Segment Open

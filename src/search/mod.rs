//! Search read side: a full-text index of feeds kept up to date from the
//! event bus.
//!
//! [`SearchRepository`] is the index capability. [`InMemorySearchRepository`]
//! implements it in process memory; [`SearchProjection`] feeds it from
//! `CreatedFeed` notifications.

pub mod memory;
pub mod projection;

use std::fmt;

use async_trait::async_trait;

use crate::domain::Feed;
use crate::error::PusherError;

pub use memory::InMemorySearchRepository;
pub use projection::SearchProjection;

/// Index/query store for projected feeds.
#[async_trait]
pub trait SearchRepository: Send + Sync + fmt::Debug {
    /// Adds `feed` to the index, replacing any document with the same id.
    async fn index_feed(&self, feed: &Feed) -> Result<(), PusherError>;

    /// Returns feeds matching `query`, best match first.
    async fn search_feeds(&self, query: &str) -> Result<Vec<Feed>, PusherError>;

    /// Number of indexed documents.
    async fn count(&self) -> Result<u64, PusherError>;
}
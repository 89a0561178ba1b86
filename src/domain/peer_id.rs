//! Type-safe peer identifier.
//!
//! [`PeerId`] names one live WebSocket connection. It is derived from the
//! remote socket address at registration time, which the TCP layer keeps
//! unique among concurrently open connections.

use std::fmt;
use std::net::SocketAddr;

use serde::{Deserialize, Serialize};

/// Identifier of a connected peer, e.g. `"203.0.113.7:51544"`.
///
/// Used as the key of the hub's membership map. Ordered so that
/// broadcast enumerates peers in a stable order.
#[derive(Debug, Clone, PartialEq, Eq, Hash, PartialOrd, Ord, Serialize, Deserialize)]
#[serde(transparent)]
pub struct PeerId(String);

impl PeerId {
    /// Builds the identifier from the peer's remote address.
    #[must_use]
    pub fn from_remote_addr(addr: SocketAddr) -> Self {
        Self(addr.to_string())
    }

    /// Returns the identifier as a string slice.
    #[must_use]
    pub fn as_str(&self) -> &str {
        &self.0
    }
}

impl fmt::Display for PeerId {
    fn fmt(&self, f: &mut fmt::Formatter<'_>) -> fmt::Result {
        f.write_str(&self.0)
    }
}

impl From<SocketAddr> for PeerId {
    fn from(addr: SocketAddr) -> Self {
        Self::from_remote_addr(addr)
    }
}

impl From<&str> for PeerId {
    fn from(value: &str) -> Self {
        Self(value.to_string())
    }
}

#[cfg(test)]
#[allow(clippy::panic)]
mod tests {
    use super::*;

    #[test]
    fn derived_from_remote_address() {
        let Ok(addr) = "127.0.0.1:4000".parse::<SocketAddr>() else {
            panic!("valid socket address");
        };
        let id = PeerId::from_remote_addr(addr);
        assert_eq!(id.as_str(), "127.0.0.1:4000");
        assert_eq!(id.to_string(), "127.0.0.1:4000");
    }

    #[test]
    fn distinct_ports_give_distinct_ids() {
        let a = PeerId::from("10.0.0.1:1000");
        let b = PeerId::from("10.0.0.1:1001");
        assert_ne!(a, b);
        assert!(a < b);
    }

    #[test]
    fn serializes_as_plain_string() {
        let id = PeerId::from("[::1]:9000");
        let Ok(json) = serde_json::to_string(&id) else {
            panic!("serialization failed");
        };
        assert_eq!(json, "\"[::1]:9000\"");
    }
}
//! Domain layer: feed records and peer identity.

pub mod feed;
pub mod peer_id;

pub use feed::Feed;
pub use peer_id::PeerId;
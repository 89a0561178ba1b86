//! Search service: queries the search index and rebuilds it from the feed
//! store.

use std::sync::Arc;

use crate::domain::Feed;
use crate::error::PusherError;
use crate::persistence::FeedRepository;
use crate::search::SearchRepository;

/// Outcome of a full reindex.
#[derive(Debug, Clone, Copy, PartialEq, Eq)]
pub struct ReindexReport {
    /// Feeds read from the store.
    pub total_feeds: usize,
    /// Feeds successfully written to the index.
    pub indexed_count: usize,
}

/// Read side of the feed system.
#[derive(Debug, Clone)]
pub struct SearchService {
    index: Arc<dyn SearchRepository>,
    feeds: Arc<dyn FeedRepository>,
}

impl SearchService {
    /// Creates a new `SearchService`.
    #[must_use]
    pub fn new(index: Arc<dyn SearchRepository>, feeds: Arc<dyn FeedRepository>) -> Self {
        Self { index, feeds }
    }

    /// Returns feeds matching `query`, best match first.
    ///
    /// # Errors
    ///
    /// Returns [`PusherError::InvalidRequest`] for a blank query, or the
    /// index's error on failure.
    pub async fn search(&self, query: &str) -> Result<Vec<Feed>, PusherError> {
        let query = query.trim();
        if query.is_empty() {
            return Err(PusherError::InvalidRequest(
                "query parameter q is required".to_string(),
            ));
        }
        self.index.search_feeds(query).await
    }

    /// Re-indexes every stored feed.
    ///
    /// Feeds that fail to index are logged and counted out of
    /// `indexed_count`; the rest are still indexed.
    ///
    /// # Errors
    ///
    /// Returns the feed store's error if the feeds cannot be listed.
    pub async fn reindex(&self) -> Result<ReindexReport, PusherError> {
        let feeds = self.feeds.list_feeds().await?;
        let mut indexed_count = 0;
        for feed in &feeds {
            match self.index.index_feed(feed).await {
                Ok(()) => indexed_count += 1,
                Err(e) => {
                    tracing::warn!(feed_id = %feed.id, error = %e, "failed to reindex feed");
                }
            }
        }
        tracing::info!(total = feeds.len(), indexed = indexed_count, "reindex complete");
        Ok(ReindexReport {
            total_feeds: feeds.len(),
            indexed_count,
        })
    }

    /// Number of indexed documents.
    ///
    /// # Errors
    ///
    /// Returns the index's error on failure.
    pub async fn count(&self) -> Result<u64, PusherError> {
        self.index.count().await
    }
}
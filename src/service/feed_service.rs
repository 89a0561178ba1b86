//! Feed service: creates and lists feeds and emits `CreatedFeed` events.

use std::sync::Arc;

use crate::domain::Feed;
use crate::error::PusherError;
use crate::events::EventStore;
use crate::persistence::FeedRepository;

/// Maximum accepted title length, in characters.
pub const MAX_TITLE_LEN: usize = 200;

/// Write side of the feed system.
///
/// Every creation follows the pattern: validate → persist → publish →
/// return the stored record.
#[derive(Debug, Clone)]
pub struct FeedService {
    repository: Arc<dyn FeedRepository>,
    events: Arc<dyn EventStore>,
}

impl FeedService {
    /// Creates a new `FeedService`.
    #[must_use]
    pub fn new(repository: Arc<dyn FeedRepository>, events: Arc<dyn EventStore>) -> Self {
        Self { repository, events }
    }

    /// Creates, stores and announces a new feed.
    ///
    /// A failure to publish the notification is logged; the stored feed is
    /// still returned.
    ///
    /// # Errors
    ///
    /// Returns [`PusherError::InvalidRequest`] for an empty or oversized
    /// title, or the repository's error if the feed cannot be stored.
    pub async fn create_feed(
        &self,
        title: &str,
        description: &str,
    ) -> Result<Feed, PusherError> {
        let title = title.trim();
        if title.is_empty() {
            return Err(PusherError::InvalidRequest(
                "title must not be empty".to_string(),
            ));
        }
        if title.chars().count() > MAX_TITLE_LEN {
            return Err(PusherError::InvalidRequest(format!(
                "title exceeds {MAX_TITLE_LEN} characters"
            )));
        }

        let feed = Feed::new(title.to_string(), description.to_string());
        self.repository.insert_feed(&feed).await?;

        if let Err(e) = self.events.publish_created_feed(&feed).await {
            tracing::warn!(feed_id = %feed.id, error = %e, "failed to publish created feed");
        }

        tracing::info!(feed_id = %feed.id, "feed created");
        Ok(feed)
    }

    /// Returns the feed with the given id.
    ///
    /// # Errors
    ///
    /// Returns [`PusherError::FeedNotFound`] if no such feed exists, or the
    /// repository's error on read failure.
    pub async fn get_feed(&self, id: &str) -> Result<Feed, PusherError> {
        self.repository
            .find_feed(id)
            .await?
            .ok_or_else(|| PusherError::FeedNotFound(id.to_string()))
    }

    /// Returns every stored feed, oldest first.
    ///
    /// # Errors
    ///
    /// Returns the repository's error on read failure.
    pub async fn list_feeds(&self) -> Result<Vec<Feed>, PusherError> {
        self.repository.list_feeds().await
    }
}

Segment Closed

Print, unaltered, every line from the beginning of the material down to the line with "use async_trait::async_trait;".

filename src/search/mod.rs
//! Search read side: a full-text index of feeds kept up to date from the
//! event bus.
//!
//! [`SearchRepository`] is the index capability. [`InMemorySearchRepository`]
//! implements it in process memory; [`SearchProjection`] feeds it from
//! `CreatedFeed` notifications.

pub mod memory;
pub mod projection;

use std::fmt;

use async_trait::async_trait;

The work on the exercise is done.